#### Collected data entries
——
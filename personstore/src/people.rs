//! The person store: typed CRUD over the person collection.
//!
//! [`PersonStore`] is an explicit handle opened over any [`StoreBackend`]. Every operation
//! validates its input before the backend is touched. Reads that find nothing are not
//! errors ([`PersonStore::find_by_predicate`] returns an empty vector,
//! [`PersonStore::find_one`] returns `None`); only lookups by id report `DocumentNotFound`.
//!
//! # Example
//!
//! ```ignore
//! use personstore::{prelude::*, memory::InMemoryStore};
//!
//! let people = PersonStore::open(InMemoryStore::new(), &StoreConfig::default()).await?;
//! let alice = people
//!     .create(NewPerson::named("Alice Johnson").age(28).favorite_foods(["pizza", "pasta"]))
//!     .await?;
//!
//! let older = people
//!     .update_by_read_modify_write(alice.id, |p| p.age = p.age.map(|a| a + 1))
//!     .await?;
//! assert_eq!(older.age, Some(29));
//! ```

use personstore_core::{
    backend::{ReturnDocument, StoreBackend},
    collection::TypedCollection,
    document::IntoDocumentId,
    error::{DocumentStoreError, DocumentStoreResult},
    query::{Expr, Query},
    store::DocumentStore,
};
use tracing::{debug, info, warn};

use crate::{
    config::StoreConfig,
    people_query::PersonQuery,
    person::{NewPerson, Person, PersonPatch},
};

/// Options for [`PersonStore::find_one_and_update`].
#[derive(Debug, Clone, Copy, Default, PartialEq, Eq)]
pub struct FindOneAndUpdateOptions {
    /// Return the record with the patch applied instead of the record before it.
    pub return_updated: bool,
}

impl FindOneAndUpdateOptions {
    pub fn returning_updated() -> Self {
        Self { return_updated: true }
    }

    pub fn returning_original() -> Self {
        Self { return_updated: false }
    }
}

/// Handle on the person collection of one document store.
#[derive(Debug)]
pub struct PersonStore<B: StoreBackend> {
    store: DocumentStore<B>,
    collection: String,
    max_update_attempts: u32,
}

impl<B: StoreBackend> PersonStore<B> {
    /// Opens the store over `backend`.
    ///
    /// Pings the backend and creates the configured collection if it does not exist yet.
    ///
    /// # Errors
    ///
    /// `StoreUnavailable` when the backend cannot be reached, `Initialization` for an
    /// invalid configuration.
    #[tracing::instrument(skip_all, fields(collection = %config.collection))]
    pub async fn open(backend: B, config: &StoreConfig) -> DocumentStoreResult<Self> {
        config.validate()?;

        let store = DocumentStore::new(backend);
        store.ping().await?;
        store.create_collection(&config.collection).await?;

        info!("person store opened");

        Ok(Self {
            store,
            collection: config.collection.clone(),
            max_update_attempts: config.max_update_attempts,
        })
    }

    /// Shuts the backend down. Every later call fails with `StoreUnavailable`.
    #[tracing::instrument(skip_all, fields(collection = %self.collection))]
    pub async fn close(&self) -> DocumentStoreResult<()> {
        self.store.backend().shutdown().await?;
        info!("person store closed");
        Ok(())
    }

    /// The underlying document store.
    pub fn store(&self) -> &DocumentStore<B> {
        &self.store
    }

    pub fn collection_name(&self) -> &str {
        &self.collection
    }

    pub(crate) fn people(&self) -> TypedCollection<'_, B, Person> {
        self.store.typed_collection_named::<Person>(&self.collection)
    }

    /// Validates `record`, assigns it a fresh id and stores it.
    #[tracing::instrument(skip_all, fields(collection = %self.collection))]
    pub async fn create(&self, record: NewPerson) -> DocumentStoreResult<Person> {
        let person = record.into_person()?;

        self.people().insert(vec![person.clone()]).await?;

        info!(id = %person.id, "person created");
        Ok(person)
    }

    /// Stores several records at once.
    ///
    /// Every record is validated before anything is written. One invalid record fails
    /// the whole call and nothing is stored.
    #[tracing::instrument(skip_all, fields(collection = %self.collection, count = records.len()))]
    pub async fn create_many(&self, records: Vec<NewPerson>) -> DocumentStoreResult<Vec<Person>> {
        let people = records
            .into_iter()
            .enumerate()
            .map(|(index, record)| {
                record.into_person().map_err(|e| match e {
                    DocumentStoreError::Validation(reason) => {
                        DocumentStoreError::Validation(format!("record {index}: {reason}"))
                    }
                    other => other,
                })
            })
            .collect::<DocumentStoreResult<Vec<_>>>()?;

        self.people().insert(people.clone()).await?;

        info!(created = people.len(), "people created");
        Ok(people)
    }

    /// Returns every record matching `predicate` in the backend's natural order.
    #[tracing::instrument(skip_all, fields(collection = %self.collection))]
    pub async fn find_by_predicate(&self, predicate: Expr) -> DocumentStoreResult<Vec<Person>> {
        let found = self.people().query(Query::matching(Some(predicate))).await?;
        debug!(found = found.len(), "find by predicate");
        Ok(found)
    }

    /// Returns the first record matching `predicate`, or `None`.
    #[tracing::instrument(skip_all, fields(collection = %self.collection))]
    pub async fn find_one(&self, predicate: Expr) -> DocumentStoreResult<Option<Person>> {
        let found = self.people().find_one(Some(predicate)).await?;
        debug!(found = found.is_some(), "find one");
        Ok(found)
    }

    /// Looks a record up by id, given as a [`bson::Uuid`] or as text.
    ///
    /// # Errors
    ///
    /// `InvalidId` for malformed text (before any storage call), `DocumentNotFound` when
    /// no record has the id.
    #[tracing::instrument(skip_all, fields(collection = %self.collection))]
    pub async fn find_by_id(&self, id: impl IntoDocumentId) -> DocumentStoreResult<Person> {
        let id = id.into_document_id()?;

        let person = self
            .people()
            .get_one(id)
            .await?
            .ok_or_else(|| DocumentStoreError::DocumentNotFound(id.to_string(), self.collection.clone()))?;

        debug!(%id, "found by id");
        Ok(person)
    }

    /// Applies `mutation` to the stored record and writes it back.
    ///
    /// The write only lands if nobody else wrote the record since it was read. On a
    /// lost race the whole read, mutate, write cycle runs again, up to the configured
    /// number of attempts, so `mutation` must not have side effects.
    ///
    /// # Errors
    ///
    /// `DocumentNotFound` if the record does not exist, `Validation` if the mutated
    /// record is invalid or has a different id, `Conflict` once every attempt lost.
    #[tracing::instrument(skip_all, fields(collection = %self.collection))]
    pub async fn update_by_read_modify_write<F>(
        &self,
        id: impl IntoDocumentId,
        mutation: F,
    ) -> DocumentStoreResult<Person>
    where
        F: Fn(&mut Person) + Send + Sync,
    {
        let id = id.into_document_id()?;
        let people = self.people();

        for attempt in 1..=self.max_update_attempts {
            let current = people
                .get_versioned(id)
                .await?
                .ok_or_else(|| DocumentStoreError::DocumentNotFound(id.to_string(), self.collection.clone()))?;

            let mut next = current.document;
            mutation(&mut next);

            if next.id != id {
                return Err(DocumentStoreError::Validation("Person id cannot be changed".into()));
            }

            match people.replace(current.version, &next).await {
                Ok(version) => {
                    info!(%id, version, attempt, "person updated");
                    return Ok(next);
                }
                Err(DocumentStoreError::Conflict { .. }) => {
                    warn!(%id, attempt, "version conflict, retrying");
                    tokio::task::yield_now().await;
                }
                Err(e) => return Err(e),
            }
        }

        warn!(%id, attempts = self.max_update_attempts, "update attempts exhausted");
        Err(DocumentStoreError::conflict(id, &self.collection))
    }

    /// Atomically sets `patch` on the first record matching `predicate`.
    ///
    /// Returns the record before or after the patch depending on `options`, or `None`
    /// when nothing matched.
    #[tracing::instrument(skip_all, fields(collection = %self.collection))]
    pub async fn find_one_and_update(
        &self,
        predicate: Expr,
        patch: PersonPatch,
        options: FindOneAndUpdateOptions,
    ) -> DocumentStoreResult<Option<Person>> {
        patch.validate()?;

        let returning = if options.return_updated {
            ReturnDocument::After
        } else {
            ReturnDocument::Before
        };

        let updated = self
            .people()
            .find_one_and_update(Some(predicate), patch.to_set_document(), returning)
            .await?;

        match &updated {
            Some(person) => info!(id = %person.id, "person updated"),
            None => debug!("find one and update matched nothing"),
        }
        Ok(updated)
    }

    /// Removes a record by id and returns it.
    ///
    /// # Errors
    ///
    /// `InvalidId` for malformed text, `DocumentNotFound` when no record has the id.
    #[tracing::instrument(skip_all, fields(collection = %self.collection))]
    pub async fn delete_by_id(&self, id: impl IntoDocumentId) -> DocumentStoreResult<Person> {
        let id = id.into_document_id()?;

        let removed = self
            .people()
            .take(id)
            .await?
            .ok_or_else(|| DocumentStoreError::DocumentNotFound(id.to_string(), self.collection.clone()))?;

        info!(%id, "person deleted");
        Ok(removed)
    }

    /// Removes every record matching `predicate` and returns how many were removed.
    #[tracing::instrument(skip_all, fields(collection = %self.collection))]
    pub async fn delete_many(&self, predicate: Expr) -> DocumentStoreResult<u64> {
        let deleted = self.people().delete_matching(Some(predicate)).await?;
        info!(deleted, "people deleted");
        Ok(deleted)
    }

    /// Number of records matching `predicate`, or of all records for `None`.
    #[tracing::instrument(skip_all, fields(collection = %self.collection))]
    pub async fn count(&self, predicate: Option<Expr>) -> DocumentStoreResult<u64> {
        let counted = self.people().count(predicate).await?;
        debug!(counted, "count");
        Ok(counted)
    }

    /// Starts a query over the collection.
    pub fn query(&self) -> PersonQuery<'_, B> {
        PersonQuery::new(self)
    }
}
——
#### What the task requires
Every line from the one containing "over the collection." through the last line of the entries should be output exactly; nothing else belongs in the reply.

#### Written solution
    /// Starts a query over the collection.
    pub fn query(&self) -> PersonQuery<'_, B> {
        PersonQuery::new(self)
    }
}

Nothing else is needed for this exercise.